Mientras se lo explicaba, María hablaba con la misma inconmensurable alegría que Salomon. Su voz, de costumbre más bien suave y áspera, era plena y cantarina, casi embriagadora. Durante una hora Gerlin se dejó arrastrar por ella a través del cielo nocturno. María le presentaba las estrellas como si fueran viejas amigas y le explicó el funcionamiento del astrolabio, que era de un valor incalculable y procedía de tierras sarracenas.

—También sirve para saber qué hora es.

Cuando Gerlin oyó el último cántico de los monjes que surgía de la iglesia, María casi no pudo apartar la vista del cielo. La misa casi había llegado a su fin…, ¿cómo podía pasarlo por alto la muchacha?

—No necesito esa cosa para determinar qué hora es —dijo Gerlin—, me bastan las campanas de la iglesia. Guardad vuestro juguete, María, hemos de regresar a la habitación de huéspedes. No quiero pensar lo que ocurriría si nos encontráramos con los monjes: nunca nos creerían si afirmáramos que merodeamos por el convento de noche solo para contemplar las estrellas.

—Sí, se ha hecho tarde —admitió María, quien volvió a ocultar el instrumento bajo la manga de su camisa y soltó un suspiro—. Ojalá pudiera hacer lo que me viene en gana… aunque solo fuera por una vez…

—No sois la única —dijo Gerlin, riendo.

Cogió a la soñadora muchacha del brazo y la arrastró a través de las extensas dependencias del convento hasta el ala de las mujeres.

—¿Dónde aprendisteis a hacerlo? —preguntó mientras se abrían paso tanteando a lo largo de oscuros pasillos—. Me refiero a manejar el astro…
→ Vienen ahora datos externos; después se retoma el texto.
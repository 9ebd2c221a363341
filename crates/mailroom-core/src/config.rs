use std::collections::BTreeMap;
use std::fmt;
use std::path::{Path, PathBuf};

use serde::{Deserialize, Serialize};
use tracing::{debug, warn};

use crate::{MailError, Result};

pub const DEFAULT_ACCOUNT: &str = "primary";
pub const CONFIG_ENV: &str = "EMAIL_CONFIG";
const SYSTEM_CONFIG: &str = "/etc/mailroom/config.json";
const LOCAL_CONFIG: &str = "config.json";
const DEFAULT_SMTP_PORT: u16 = 587;
const DEFAULT_IMAP_PORT: u16 = 993;

#[derive(Clone, PartialEq, Eq, Serialize, Deserialize)]
pub struct Account {
    pub smtp_host: String,
    #[serde(default = "default_smtp_port")]
    pub smtp_port: u16,
    pub imap_host: String,
    #[serde(default = "default_imap_port")]
    pub imap_port: u16,
    pub username: String,
    pub password: String,
    #[serde(default = "default_use_ssl")]
    pub use_ssl: bool,
    #[serde(default, skip_serializing_if = "Option::is_none")]
    pub from: Option<String>,
    #[serde(default)]
    pub skip_tls_verify: bool,
}

impl Account {
    /// Mailbox used for the `From` header and the SMTP envelope.
    pub fn sender(&self) -> &str {
        self.from.as_deref().unwrap_or(&self.username)
    }
}

impl fmt::Debug for Account {
    fn fmt(&self, f: &mut fmt::Formatter<'_>) -> fmt::Result {
        f.debug_struct("Account")
            .field("smtp_host", &self.smtp_host)
            .field("smtp_port", &self.smtp_port)
            .field("imap_host", &self.imap_host)
            .field("imap_port", &self.imap_port)
            .field("username", &self.username)
            .field("password", &"<redacted>")
            .field("use_ssl", &self.use_ssl)
            .field("from", &self.from)
            .field("skip_tls_verify", &self.skip_tls_verify)
            .finish()
    }
}

fn default_smtp_port() -> u16 {
    DEFAULT_SMTP_PORT
}

fn default_imap_port() -> u16 {
    DEFAULT_IMAP_PORT
}

fn default_use_ssl() -> bool {
    true
}

#[derive(Debug, Clone, Default, PartialEq, Eq, Serialize, Deserialize)]
#[serde(default)]
pub struct Preset {
    pub subject: String,
    pub body: String,
}

#[derive(Debug, Clone, Default, PartialEq, Eq, Serialize, Deserialize)]
#[serde(default)]
pub struct Settings {
    pub default_cc: Vec<String>,
    pub default_bcc: Vec<String>,
    #[serde(skip_serializing_if = "Option::is_none")]
    pub template_dir: Option<PathBuf>,
}

/// On-disk shape of `config.json`.
#[derive(Debug, Clone, Default, PartialEq, Eq, Serialize, Deserialize)]
#[serde(default)]
pub struct ConfigFile {
    pub accounts: BTreeMap<String, Account>,
    pub default_account: Option<String>,
    pub presets: BTreeMap<String, Preset>,
    pub recipients: BTreeMap<String, Vec<String>>,
    pub settings: Settings,
}

#[derive(Debug, Clone, PartialEq, Eq)]
pub enum ConfigSource {
    File(PathBuf),
    Environment,
    Inline,
}

/// Resolved configuration, loaded once per process.
#[derive(Debug, Clone)]
pub struct Config {
    source: ConfigSource,
    file: ConfigFile,
    env_missing: Vec<&'static str>,
}

impl Config {
    /// Resolves the config file (explicit path, `EMAIL_CONFIG`, then the
    /// system/local/user locations) and falls back to environment variables.
    pub fn load(explicit: Option<&Path>) -> Result<Self> {
        Self::load_with(explicit, |key| std::env::var(key).ok())
    }

    /// `load` with every environment read going through `lookup`.
    pub fn load_with<F>(explicit: Option<&Path>, lookup: F) -> Result<Self>
    where
        F: Fn(&str) -> Option<String>,
    {
        let requested = explicit
            .map(Path::to_path_buf)
            .or_else(|| lookup(CONFIG_ENV).map(PathBuf::from));
        if let Some(path) = requested {
            if path.exists() {
                return Self::from_path(&path);
            }
            warn!(path = %path.display(), "requested config file not found, searching defaults");
        }
        for path in candidates_with(&lookup) {
            if path.exists() {
                return Self::from_path(&path);
            }
        }
        debug!("no config file found, reading accounts from environment");
        Self::from_env_with(lookup)
    }

    pub fn from_path(path: &Path) -> Result<Self> {
        debug!(path = %path.display(), "loading config file");
        let text = std::fs::read_to_string(path).map_err(|e| {
            MailError::config(format!("Cannot read config {}: {}", path.display(), e))
        })?;
        let file = parse_config_file(&text)
            .map_err(|e| MailError::config(format!("Invalid config {}: {}", path.display(), e)))?;
        Ok(Self {
            source: ConfigSource::File(path.to_path_buf()),
            file,
            env_missing: Vec::new(),
        })
    }

    pub fn from_json_str(text: &str) -> Result<Self> {
        let file = parse_config_file(text)
            .map_err(|e| MailError::config(format!("Invalid config: {}", e)))?;
        Ok(Self {
            source: ConfigSource::Inline,
            file,
            env_missing: Vec::new(),
        })
    }

    /// Builds a single `primary` account from `SMTP_*`/`IMAP_*` variables.
    pub fn from_env_with<F>(lookup: F) -> Result<Self>
    where
        F: Fn(&str) -> Option<String>,
    {
        let get = |key: &str| lookup(key).filter(|v| !v.trim().is_empty());
        let smtp_port = parse_port(get("SMTP_PORT"), "SMTP_PORT", DEFAULT_SMTP_PORT)?;
        let imap_port = parse_port(get("IMAP_PORT"), "IMAP_PORT", DEFAULT_IMAP_PORT)?;
        let use_ssl = get("USE_SSL")
            .map(|v| v.eq_ignore_ascii_case("true"))
            .unwrap_or(true);
        let smtp_host = get("SMTP_HOST");
        let imap_host = get("IMAP_HOST");
        let username = get("SMTP_USERNAME").or_else(|| get("IMAP_USERNAME"));
        let password = get("SMTP_PASSWORD").or_else(|| get("IMAP_PASSWORD"));

        let mut env_missing = Vec::new();
        if smtp_host.is_none() {
            env_missing.push("SMTP_HOST");
        }
        if imap_host.is_none() {
            env_missing.push("IMAP_HOST");
        }
        if username.is_none() {
            env_missing.push("SMTP_USERNAME");
        }
        if password.is_none() {
            env_missing.push("SMTP_PASSWORD");
        }

        let mut file = ConfigFile {
            default_account: Some(DEFAULT_ACCOUNT.to_string()),
            ..ConfigFile::default()
        };
        if let (Some(smtp_host), Some(imap_host), Some(username), Some(password)) =
            (smtp_host, imap_host, username, password)
        {
            file.accounts.insert(
                DEFAULT_ACCOUNT.to_string(),
                Account {
                    smtp_host,
                    smtp_port,
                    imap_host,
                    imap_port,
                    username,
                    password,
                    use_ssl,
                    from: None,
                    skip_tls_verify: false,
                },
            );
        }
        Ok(Self {
            source: ConfigSource::Environment,
            file,
            env_missing,
        })
    }

    pub fn source(&self) -> &ConfigSource {
        &self.source
    }

    pub fn get_account(&self, name: Option<&str>) -> Result<&Account> {
        let name = name
            .or(self.file.default_account.as_deref())
            .unwrap_or(DEFAULT_ACCOUNT);
        if let Some(account) = self.file.accounts.get(name) {
            return Ok(account);
        }
        let mut msg = format!("Account '{}' not found in configuration", name);
        if !self.env_missing.is_empty() {
            msg.push_str(&format!(
                " (missing environment variables: {})",
                self.env_missing.join(", ")
            ));
        }
        Err(MailError::Config(msg))
    }

    pub fn get_all_accounts(&self) -> &BTreeMap<String, Account> {
        &self.file.accounts
    }

    pub fn get_message_preset(&self, name: &str) -> Result<&Preset> {
        self.file
            .presets
            .get(name)
            .ok_or_else(|| MailError::config(format!("Preset '{}' not found in config", name)))
    }

    pub fn get_all_presets(&self) -> &BTreeMap<String, Preset> {
        &self.file.presets
    }

    /// Addresses of a recipient group, `None` when the group is unknown.
    pub fn get_recipients(&self, group: &str) -> Option<&[String]> {
        self.file.recipients.get(group).map(Vec::as_slice)
    }

    pub fn get_all_recipients(&self) -> &BTreeMap<String, Vec<String>> {
        &self.file.recipients
    }

    pub fn get_settings(&self) -> &Settings {
        &self.file.settings
    }

    /// Directory holding HTML templates.
    pub fn template_dir(&self) -> PathBuf {
        let base = match &self.source {
            ConfigSource::File(path) => path.parent().map(Path::to_path_buf),
            _ => None,
        };
        match (&self.file.settings.template_dir, base) {
            (Some(dir), Some(base)) if dir.is_relative() => base.join(dir),
            (Some(dir), _) => dir.clone(),
            (None, Some(base)) => base.join("templates"),
            (None, None) => PathBuf::from("templates"),
        }
    }
}

fn parse_config_file(text: &str) -> std::result::Result<ConfigFile, serde_json::Error> {
    serde_json::from_str(text)
}

fn parse_port(raw: Option<String>, key: &str, default: u16) -> Result<u16> {
    match raw {
        None => Ok(default),
        Some(raw) => raw
            .trim()
            .parse::<u16>()
            .map_err(|_| MailError::config(format!("{} must be a port number, got '{}'", key, raw))),
    }
}

/// `$XDG_CONFIG_HOME`, else `~/.config`; `None` without either.
fn xdg_config_dir<F>(lookup: &F) -> Option<PathBuf>
where
    F: Fn(&str) -> Option<String>,
{
    let non_empty = |key: &str| lookup(key).filter(|v| !v.is_empty());
    non_empty("XDG_CONFIG_HOME")
        .map(PathBuf::from)
        .or_else(|| non_empty("HOME").map(|home| PathBuf::from(home).join(".config")))
}

fn candidates_with<F>(lookup: &F) -> Vec<PathBuf>
where
    F: Fn(&str) -> Option<String>,
{
    let mut paths = vec![PathBuf::from(SYSTEM_CONFIG), PathBuf::from(LOCAL_CONFIG)];
    if let Some(dir) = xdg_config_dir(lookup) {
        paths.push(dir.join("mailroom").join("config.json"));
    }
    paths
}

pub fn config_path_candidates() -> Vec<PathBuf> {
    candidates_with(&|key: &str| std::env::var(key).ok())
}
—¿El astrolabio? —terminó María no sin cierta perplejidad—. Pues con maese Martinus, por supuesto. Él no solo tiene conocimientos de astrología, de hecho, es un importante astrónomo. Confecciona horóscopos más bien como diversión, o para ganar dinero, porque nadie paga ni un penique por calcular la trayectoria de las estrellas de manera correcta. Bien, tal vez solo cuando uno ha logrado confeccionar cartas de estrellas o algo así. Me encantaría confeccionar un atlas, quizás un catálogo de estrellas, al igual que Tolomeo. Él afirma que hay mil doscientas veinte estrellas… ¡pero hace poco descubrí una que Tolomeo no describió! Martinus opina que debo de estar equivocada, ¡pero lo demostraré! En realidad, ese es el motivo por el que salí al jardín…

Gerlin se preguntó qué aspecto tendría semejante prueba, porque María no podía meterse la estrella en el bolsillo allí, en el jardín del convento, para después sostenerla ante las narices de Martinus con aire triunfal.
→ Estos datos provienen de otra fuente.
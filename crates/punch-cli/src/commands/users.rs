//! User management commands.

use std::io::Write;

use anyhow::{Context, Result};

use punch_core::{Role, UserId};
use punch_db::Database;

fn parse_user(id: &str) -> Result<UserId> {
    UserId::new(id).with_context(|| format!("invalid user ID: {id:?}"))
}

/// Registers a user or updates their name and role.
pub fn add<W: Write>(
    writer: &mut W,
    db: &mut Database,
    id: &str,
    name: &str,
    role: Role,
) -> Result<()> {
    let id = parse_user(id)?;
    db.upsert_user(&id, name, role)?;
    tracing::info!(user = %id, %role, "user saved");
    writeln!(writer, "Saved user {id} ({name}, {role}).")?;
    Ok(())
}

/// Lists all users.
pub fn list<W: Write>(writer: &mut W, db: &Database) -> Result<()> {
    let users = db.list_users()?;
    if users.is_empty() {
        writeln!(writer, "No users.")?;
        return Ok(());
    }
    for user in users {
        writeln!(writer, "{} ({}): {}", user.name, user.id, user.role)?;
    }
    Ok(())
}

/// Deletes a user; their shifts and breaks go with them.
pub fn remove<W: Write>(writer: &mut W, db: &mut Database, id: &str) -> Result<()> {
    let id = parse_user(id)?;
    if db.remove_user(&id)? {
        tracing::info!(user = %id, "user removed");
        writeln!(writer, "Removed user {id} and their shifts.")?;
    } else {
        writeln!(writer, "No such user: {id}.")?;
    }
    Ok(())
}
Pero no quería correr el riesgo de que le soltara otro discurso; si María seguía dictando clase quizá despertaría a Martha o, aún peor, a Dietmar. El pequeño era un niño muy tranquilo, pero si lo despertaban por las noches protestaba berreando a voz en cuello. Así que Gerlin solo se llevó el dedo a los labios y le indicó a su joven acompañante que no hiciese ruido. Ambas se inclinaron por encima de la cestita de Dietmar con una sonrisa cariñosa y echaron un último vistazo al niño dormido. Gerlin volvió a recordar el comentario mordaz de Martha: si de verdad María compartía el lecho de Martinus, tarde o temprano quedaría encinta; a lo mejor, incluso lo deseaba.

Pero, ¿cómo encajaba un niño en sus sueños acerca de las estrellas?